▶ [Work instructions]
Write out again, exactly, the lines below starting at the one with "let use_ansi = std::io::stdout().is_terminal();" and ending at the one with "std::env::var(env::LOG_FORMAT)".

▶ [Collected data]
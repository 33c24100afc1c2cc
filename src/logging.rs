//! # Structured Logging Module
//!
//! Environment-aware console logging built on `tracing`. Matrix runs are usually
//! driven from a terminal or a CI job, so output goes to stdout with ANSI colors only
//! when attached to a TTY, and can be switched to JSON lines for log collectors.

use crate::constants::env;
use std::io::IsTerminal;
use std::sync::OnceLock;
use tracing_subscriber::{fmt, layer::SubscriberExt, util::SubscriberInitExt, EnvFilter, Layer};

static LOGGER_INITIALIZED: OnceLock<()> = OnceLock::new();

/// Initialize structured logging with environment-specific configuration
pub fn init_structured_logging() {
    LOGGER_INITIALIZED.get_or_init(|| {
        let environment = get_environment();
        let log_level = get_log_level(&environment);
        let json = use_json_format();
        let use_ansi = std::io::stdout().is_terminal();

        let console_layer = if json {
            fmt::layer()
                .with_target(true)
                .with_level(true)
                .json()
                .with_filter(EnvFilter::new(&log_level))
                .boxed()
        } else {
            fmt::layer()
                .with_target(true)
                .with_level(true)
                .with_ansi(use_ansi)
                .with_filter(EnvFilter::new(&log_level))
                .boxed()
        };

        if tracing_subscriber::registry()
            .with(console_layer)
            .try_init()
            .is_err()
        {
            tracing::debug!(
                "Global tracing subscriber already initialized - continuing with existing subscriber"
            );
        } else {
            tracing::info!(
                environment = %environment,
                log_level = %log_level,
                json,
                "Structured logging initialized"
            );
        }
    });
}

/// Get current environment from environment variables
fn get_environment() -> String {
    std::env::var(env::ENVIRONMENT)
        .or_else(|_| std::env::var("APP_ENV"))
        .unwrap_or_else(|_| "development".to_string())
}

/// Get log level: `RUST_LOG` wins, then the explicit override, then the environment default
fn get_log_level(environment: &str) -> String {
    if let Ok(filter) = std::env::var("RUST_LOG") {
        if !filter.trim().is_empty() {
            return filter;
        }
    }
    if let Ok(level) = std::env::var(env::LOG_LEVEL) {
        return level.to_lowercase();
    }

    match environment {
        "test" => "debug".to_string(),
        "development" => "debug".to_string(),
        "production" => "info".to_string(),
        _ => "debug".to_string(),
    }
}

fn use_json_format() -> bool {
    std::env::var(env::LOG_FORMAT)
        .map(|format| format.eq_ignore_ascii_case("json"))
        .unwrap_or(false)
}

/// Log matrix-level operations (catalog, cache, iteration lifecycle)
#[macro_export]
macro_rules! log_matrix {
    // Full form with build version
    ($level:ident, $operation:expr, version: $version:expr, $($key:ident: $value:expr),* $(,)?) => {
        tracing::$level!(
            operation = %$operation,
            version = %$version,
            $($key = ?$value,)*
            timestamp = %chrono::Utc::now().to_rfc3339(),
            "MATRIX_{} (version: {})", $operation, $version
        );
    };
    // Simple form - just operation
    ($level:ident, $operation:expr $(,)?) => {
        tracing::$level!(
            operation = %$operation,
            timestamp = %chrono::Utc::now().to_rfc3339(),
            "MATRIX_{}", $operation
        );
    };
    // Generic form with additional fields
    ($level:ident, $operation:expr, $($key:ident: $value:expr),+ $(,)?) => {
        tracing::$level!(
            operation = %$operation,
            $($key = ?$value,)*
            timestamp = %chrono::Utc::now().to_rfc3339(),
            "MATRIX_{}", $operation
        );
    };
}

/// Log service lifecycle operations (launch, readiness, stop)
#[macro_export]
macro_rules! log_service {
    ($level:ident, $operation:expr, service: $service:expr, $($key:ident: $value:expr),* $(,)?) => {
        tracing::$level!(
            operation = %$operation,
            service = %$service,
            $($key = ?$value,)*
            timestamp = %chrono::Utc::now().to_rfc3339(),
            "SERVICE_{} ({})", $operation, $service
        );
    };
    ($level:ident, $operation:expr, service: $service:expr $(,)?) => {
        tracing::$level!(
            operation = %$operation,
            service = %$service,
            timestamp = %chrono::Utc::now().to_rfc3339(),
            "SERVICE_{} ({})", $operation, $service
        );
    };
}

---

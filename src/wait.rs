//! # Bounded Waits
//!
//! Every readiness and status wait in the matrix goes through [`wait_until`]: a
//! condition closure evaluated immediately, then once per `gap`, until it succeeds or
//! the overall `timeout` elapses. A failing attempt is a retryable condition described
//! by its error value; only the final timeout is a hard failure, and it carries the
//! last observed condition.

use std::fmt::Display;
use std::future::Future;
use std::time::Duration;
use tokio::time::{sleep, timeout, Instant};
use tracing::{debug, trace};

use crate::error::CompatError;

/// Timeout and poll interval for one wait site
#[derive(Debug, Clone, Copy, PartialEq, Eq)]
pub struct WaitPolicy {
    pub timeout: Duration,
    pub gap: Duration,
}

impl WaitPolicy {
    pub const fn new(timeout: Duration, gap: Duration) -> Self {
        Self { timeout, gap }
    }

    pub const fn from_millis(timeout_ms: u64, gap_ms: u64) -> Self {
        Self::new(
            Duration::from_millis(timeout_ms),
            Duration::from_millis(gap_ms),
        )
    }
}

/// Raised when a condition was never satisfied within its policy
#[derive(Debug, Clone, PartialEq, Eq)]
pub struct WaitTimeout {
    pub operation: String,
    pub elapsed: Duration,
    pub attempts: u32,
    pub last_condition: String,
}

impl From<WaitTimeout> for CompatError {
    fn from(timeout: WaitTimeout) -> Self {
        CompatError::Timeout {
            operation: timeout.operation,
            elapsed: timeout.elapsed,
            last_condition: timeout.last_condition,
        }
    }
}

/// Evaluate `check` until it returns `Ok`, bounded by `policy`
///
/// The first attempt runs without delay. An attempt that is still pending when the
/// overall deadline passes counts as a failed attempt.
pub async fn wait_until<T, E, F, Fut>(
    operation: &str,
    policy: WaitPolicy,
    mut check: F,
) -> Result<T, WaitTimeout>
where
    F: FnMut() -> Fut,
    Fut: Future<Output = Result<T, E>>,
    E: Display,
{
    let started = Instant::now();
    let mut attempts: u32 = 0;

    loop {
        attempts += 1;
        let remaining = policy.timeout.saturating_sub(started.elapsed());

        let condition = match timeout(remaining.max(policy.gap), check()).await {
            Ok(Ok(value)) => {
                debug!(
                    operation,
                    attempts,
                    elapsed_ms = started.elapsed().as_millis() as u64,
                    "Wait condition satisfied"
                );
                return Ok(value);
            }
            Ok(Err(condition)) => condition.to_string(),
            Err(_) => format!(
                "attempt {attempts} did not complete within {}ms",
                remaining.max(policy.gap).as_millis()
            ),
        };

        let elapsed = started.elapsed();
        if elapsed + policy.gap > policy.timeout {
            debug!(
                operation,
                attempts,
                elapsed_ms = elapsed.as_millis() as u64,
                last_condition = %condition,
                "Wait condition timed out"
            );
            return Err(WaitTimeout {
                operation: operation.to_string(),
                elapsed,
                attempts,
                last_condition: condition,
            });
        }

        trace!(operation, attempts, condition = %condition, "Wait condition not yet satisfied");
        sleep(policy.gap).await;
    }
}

▶ [Output below]
        let use_ansi = std::io::stdout().is_terminal();

        let console_layer = if json {
            fmt::layer()
                .with_target(true)
                .with_level(true)
                .json()
                .with_filter(EnvFilter::new(&log_level))
                .boxed()
        } else {
            fmt::layer()
                .with_target(true)
                .with_level(true)
                .with_ansi(use_ansi)
                .with_filter(EnvFilter::new(&log_level))
                .boxed()
        };

        if tracing_subscriber::registry()
            .with(console_layer)
            .try_init()
            .is_err()
        {
            tracing::debug!(
                "Global tracing subscriber already initialized - continuing with existing subscriber"
            );
        } else {
            tracing::info!(
                environment = %environment,
                log_level = %log_level,
                json,
                "Structured logging initialized"
            );
        }
    });
}

/// Get current environment from environment variables
fn get_environment() -> String {
    std::env::var(env::ENVIRONMENT)
        .or_else(|_| std::env::var("APP_ENV"))
        .unwrap_or_else(|_| "development".to_string())
}

/// Get log level: `RUST_LOG` wins, then the explicit override, then the environment default
fn get_log_level(environment: &str) -> String {
    if let Ok(filter) = std::env::var("RUST_LOG") {
        if !filter.trim().is_empty() {
            return filter;
        }
    }
    if let Ok(level) = std::env::var(env::LOG_LEVEL) {
        return level.to_lowercase();
    }

    match environment {
        "test" => "debug".to_string(),
        "development" => "debug".to_string(),
        "production" => "info".to_string(),
        _ => "debug".to_string(),
    }
}

fn use_json_format() -> bool {
    std::env::var(env::LOG_FORMAT)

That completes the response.